Creating new content

Reading the message raw content, as a byte sequence or as a string, is accomplished using one of the above methods. However, creating new content involves a hierarchy of concrete classes, rooted at the abstract HttpContent class.

 

HttpContent.untyped.hierarchy

Each one of those classes support a specific type of content or content source.

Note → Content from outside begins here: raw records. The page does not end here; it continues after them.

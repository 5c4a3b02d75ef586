//! Gateway-side worker channel: correlation, deadlines, heartbeat.

use bytes::{Bytes, BytesMut};
use chrono::Utc;
use log::{debug, warn};
use parking_lot::Mutex;
use std::collections::HashMap;
use std::path::Path;
use std::sync::atomic::{AtomicBool, AtomicI64, AtomicU64, Ordering};
use std::sync::Arc;
use std::time::Duration;
use tokio::io::{AsyncReadExt, AsyncWriteExt};
use tokio::net::{unix::OwnedWriteHalf, UnixStream};
use tokio::sync::{oneshot, Notify};
use uuid::Uuid;

use crate::models::error::GatewayError;
use crate::protocol::{codec, Frame, FrameDecoder, FrameKind, RequestRecord, ResponseRecord};

/// A complete worker response: head record plus assembled body.
pub type WorkerResponse = (ResponseRecord, Bytes);

struct Pending {
    record: Option<ResponseRecord>,
    body: BytesMut,
    tx: Option<oneshot::Sender<Result<WorkerResponse, GatewayError>>>,
}

struct BridgeInner {
    worker_id: u32,
    writer: tokio::sync::Mutex<OwnedWriteHalf>,
    pending: Mutex<HashMap<Uuid, Pending>>,
    alive: AtomicBool,
    ready: AtomicBool,
    ready_notify: Notify,
    in_flight: AtomicU64,
    last_pong_ms: AtomicI64,
    max_frame_size: usize,
    stream_window: usize,
}

impl BridgeInner {
    fn fail_all_pending(&self, err: GatewayError) {
        let mut pending = self.pending.lock();
        for (_, mut entry) in pending.drain() {
            if let Some(tx) = entry.tx.take() {
                let _ = tx.send(Err(err.clone()));
            }
        }
    }

    fn mark_dead(&self) {
        if self.alive.swap(false, Ordering::SeqCst) {
            warn!("Worker {} channel lost", self.worker_id);
            self.fail_all_pending(GatewayError::IpcPeerDead);
            // Wake anyone still waiting on the readiness handshake.
            self.ready_notify.notify_waiters();
        }
    }
}

/// The gateway's handle to one worker process.
///
/// Cloneable; all clones share the connection, the correlation table, and
/// the liveness state.
#[derive(Clone)]
pub struct WorkerBridge {
    inner: Arc<BridgeInner>,
}

impl WorkerBridge {
    /// Connects to a worker socket, retrying until `connect_timeout` while
    /// the worker boots. The returned bridge is connected but not yet
    /// `ready`; readiness arrives with the worker's WORKER_READY frame.
    pub async fn connect(
        worker_id: u32,
        socket_path: &Path,
        max_frame_size: usize,
        stream_window: usize,
        connect_timeout: Duration,
    ) -> Result<Self, GatewayError> {
        let deadline = tokio::time::Instant::now() + connect_timeout;
        let stream = loop {
            match UnixStream::connect(socket_path).await {
                Ok(stream) => break stream,
                Err(e) => {
                    if tokio::time::Instant::now() >= deadline {
                        return Err(GatewayError::Upstream {
                            url: socket_path.display().to_string(),
                            message: format!("worker socket never came up: {}", e),
                        });
                    }
                    tokio::time::sleep(Duration::from_millis(50)).await;
                }
            }
        };

        let (read_half, write_half) = stream.into_split();
        let inner = Arc::new(BridgeInner {
            worker_id,
            writer: tokio::sync::Mutex::new(write_half),
            pending: Mutex::new(HashMap::new()),
            alive: AtomicBool::new(true),
            ready: AtomicBool::new(false),
            ready_notify: Notify::new(),
            in_flight: AtomicU64::new(0),
            last_pong_ms: AtomicI64::new(Utc::now().timestamp_millis()),
            max_frame_size,
            stream_window,
        });

        let reader_inner = Arc::clone(&inner);
        tokio::spawn(async move {
            reader_loop(reader_inner, read_half).await;
        });

        Ok(Self { inner })
    }

    pub fn worker_id(&self) -> u32 {
        self.inner.worker_id
    }

    /// Whether the channel is usable.
    pub fn is_alive(&self) -> bool {
        self.inner.alive.load(Ordering::SeqCst)
    }

    /// Whether the worker completed its WORKER_READY handshake.
    pub fn is_ready(&self) -> bool {
        self.inner.ready.load(Ordering::SeqCst)
    }

    /// Requests currently awaiting a response on this channel.
    pub fn in_flight(&self) -> u64 {
        self.inner.in_flight.load(Ordering::Relaxed)
    }

    /// Waits for the WORKER_READY handshake, up to `timeout`.
    pub async fn await_ready(&self, timeout: Duration) -> bool {
        if self.is_ready() {
            return true;
        }
        tokio::time::timeout(timeout, async {
            while !self.is_ready() {
                if !self.is_alive() {
                    return false;
                }
                self.inner.ready_notify.notified().await;
            }
            true
        })
        .await
        .unwrap_or(false)
    }

    /// Sends one request and awaits the paired response.
    ///
    /// On deadline expiry a CANCEL is emitted for the worker to honor at its
    /// next suspension point and the caller gets `Timeout` (504). A dead
    /// channel resolves everything as `IpcPeerDead` (502).
    pub async fn dispatch(
        &self,
        record: &RequestRecord,
        body: Bytes,
        deadline: tokio::time::Instant,
    ) -> Result<WorkerResponse, GatewayError> {
        if !self.is_alive() {
            return Err(GatewayError::IpcPeerDead);
        }

        let timeout_ms = deadline
            .saturating_duration_since(tokio::time::Instant::now())
            .as_millis() as u64;
        let correlation = Uuid::new_v4();
        let (tx, rx) = oneshot::channel();
        self.inner.pending.lock().insert(
            correlation,
            Pending {
                record: None,
                body: BytesMut::new(),
                tx: Some(tx),
            },
        );
        self.inner.in_flight.fetch_add(1, Ordering::Relaxed);

        let send_result = self.send_request(correlation, record, body).await;
        if let Err(e) = send_result {
            self.inner.pending.lock().remove(&correlation);
            self.inner.in_flight.fetch_sub(1, Ordering::Relaxed);
            self.inner.mark_dead();
            return Err(e);
        }

        let outcome = match tokio::time::timeout_at(deadline, rx).await {
            Ok(Ok(result)) => result,
            Ok(Err(_)) => Err(GatewayError::IpcPeerDead),
            Err(_) => {
                self.inner.pending.lock().remove(&correlation);
                self.cancel(correlation).await;
                Err(GatewayError::Timeout { timeout_ms })
            }
        };
        self.inner.in_flight.fetch_sub(1, Ordering::Relaxed);
        outcome
    }

    async fn send_request(
        &self,
        correlation: Uuid,
        record: &RequestRecord,
        body: Bytes,
    ) -> Result<(), GatewayError> {
        let payload = serde_json::to_vec(record).map_err(|e| GatewayError::IpcCodec {
            message: e.to_string(),
        })?;
        let head = Frame::new(FrameKind::Req, correlation, Bytes::from(payload));

        let mut writer = self.inner.writer.lock().await;
        write_frame(&mut writer, &head, self.inner.max_frame_size).await?;

        // Chunked body under the stream window; the socket's own
        // backpressure is the flow control.
        let mut offset = 0;
        while offset < body.len() {
            let end = (offset + self.inner.stream_window).min(body.len());
            let chunk = Frame::new(FrameKind::ReqBody, correlation, body.slice(offset..end));
            write_frame(&mut writer, &chunk, self.inner.max_frame_size).await?;
            offset = end;
        }
        write_frame(
            &mut writer,
            &Frame::control(FrameKind::ReqEnd, correlation),
            self.inner.max_frame_size,
        )
        .await
    }

    /// Emits CANCEL for a correlation; best effort.
    pub async fn cancel(&self, correlation: Uuid) {
        let frame = Frame::control(FrameKind::Cancel, correlation);
        let mut writer = self.inner.writer.lock().await;
        if write_frame(&mut writer, &frame, self.inner.max_frame_size)
            .await
            .is_err()
        {
            self.inner.mark_dead();
        }
    }

    /// Broadcast-side of graceful shutdown: tell the worker to finish what
    /// it has and take nothing new.
    pub async fn drain(&self) {
        let frame = Frame::control(FrameKind::Drain, Uuid::nil());
        let mut writer = self.inner.writer.lock().await;
        let _ = write_frame(&mut writer, &frame, self.inner.max_frame_size).await;
    }

    /// Runs the PING/PONG heartbeat until the channel dies. A peer missing
    /// two intervals is declared dead.
    pub async fn heartbeat(&self, interval: Duration) {
        loop {
            tokio::time::sleep(interval).await;
            if !self.is_alive() {
                return;
            }

            let last = self.inner.last_pong_ms.load(Ordering::Relaxed);
            let age = Utc::now().timestamp_millis() - last;
            if age > 2 * interval.as_millis() as i64 {
                warn!(
                    "Worker {} missed heartbeat ({} ms since last PONG)",
                    self.inner.worker_id, age
                );
                self.inner.mark_dead();
                return;
            }

            let ping = Frame::control(FrameKind::Ping, Uuid::new_v4());
            let mut writer = self.inner.writer.lock().await;
            if write_frame(&mut writer, &ping, self.inner.max_frame_size)
                .await
                .is_err()
            {
                self.inner.mark_dead();
                return;
            }
        }
    }
}

async fn write_frame(
    writer: &mut OwnedWriteHalf,
    frame: &Frame,
    max_frame_size: usize,
) -> Result<(), GatewayError> {
    let wire = codec::encode(frame, max_frame_size).map_err(|e| GatewayError::IpcCodec {
        message: e.to_string(),
    })?;
    writer
        .write_all(&wire)
        .await
        .map_err(|_| GatewayError::IpcPeerDead)
}

async fn reader_loop(inner: Arc<BridgeInner>, mut reader: tokio::net::unix::OwnedReadHalf) {
    let mut decoder = FrameDecoder::new(inner.max_frame_size);

    loop {
        let frame = loop {
            match decoder.decode_next() {
                Ok(Some(frame)) => break frame,
                Ok(None) => match reader.read_buf(decoder.buffer_mut()).await {
                    Ok(0) => {
                        inner.mark_dead();
                        return;
                    }
                    Ok(_) => continue,
                    Err(e) => {
                        debug!("Worker {} read error: {}", inner.worker_id, e);
                        inner.mark_dead();
                        return;
                    }
                },
                Err(e) => {
                    warn!("Worker {} violated the frame protocol: {}", inner.worker_id, e);
                    inner.mark_dead();
                    return;
                }
            }
        };

        match frame.kind {
            FrameKind::WorkerReady => {
                inner.ready.store(true, Ordering::SeqCst);
                inner.ready_notify.notify_waiters();
            }
            FrameKind::Pong => {
                inner
                    .last_pong_ms
                    .store(Utc::now().timestamp_millis(), Ordering::Relaxed);
            }
            FrameKind::Resp => {
                let record: ResponseRecord = match serde_json::from_slice(&frame.payload) {
                    Ok(r) => r,
                    Err(e) => {
                        warn!("Worker {} sent malformed RESP: {}", inner.worker_id, e);
                        inner.mark_dead();
                        return;
                    }
                };
                if let Some(entry) = inner.pending.lock().get_mut(&frame.correlation) {
                    entry.record = Some(record);
                }
            }
            FrameKind::RespBody => {
                if let Some(entry) = inner.pending.lock().get_mut(&frame.correlation) {
                    entry.body.extend_from_slice(&frame.payload);
                }
            }
            FrameKind::RespEnd => {
                let resolved = inner.pending.lock().remove(&frame.correlation);
                if let Some(mut entry) = resolved {
                    match (entry.record.take(), entry.tx.take()) {
                        (Some(record), Some(tx)) => {
                            let _ = tx.send(Ok((record, entry.body.freeze())));
                        }
                        (None, Some(tx)) => {
                            let _ = tx.send(Err(GatewayError::IpcCodec {
                                message: "RESP_END without RESP head".to_string(),
                            }));
                        }
                        _ => {}
                    }
                }
                // A correlation we no longer track is a cancelled request
                // whose late response is simply dropped.
            }
            FrameKind::Ping => {
                // Workers do not ping the gateway today; answer anyway.
                let pong = Frame::control(FrameKind::Pong, frame.correlation);
                let mut writer = inner.writer.lock().await;
                let _ = write_frame(&mut writer, &pong, inner.max_frame_size).await;
            }
            other => {
                debug!(
                    "Worker {} sent unexpected {:?} frame, ignoring",
                    inner.worker_id, other
                );
            }
        }
    }
}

For instance, producing a string based content is accomplished by creating a StringContent instance, parameterized with the string content, the character encoding, and the media type.

Typed Content

The System.Net.Http namespace also contains a ObjectContent class for representing strongly typed content, i.e., content based on a strongly typed object.

As depicted in the following diagram, the ObjectContent derives from HttpContent.  There is also a ObjectContent<T> deriving from ObjectContent, which uses a generic parameter instead of a Type instance to represent the content’s type.

TypedContent

 

The ObjectContent is used differently when reading content or producing content.

Reading strongly typed content

When reading strongly typed content, an ObjectContent instance is created from a HttpContent and a MediaTypeFormatter is used to convert the HttpContent’s stream into the ObjectContent’s object.

Stream.formatter.T

The HttpContentExtensionMethods class contains extension methods to do this

ContentExtensions

For instance, the ReadAsAsync method performs the following

public static Task ReadAsAsync(this HttpContent content)
{
    if (content == null)
    {
        throw new ArgumentNullException("content");
    }
    return BuildObjectContent(content).ReadAsAsync();
}

private static ObjectContent BuildObjectContent(HttpContent content)
{
    ObjectContent objectContent = content as ObjectContent;
    if (objectContent == null)
    {
        objectContent = new ObjectContent(content);
    }
    return objectContent;
}

Note that reading strongly typed content involves two contents:

  • The original message content, exposed as a byte stream.
  • The object content, containing an object obtained from the above stream.

 

Producing strongly typed content

Producing strongly typed content is simpler: just create a ObjectContent (or ObjectContent<T>) instance, passing in the object. Since, ObjectContent derives from HttpContent, this new instance can be directly used as a message content. Internally, a MediaTypeFormatter is used to convert from the typed object into a stream (e.g. when a request message is serialized “to the wire”).

 

T.Formatter.stream

Notice that the MediaTypeFormatter class is used for bidirectional conversion:

  • From a byte stream into a typed object.
  • From a typed object into a byte stream.

This class will be the subject of a future post.

Final remarks

  • Abstract HttpContent base class for representing HTTP message content. Contains a set of methods for reading the content’s body as a byte sequence or a string.
  • Concrete HttpContent-derived classes for creating content.
  • ObjectContent and ObjectContent<T> classes for reading and creating HTTP message body content from strongly typed objects.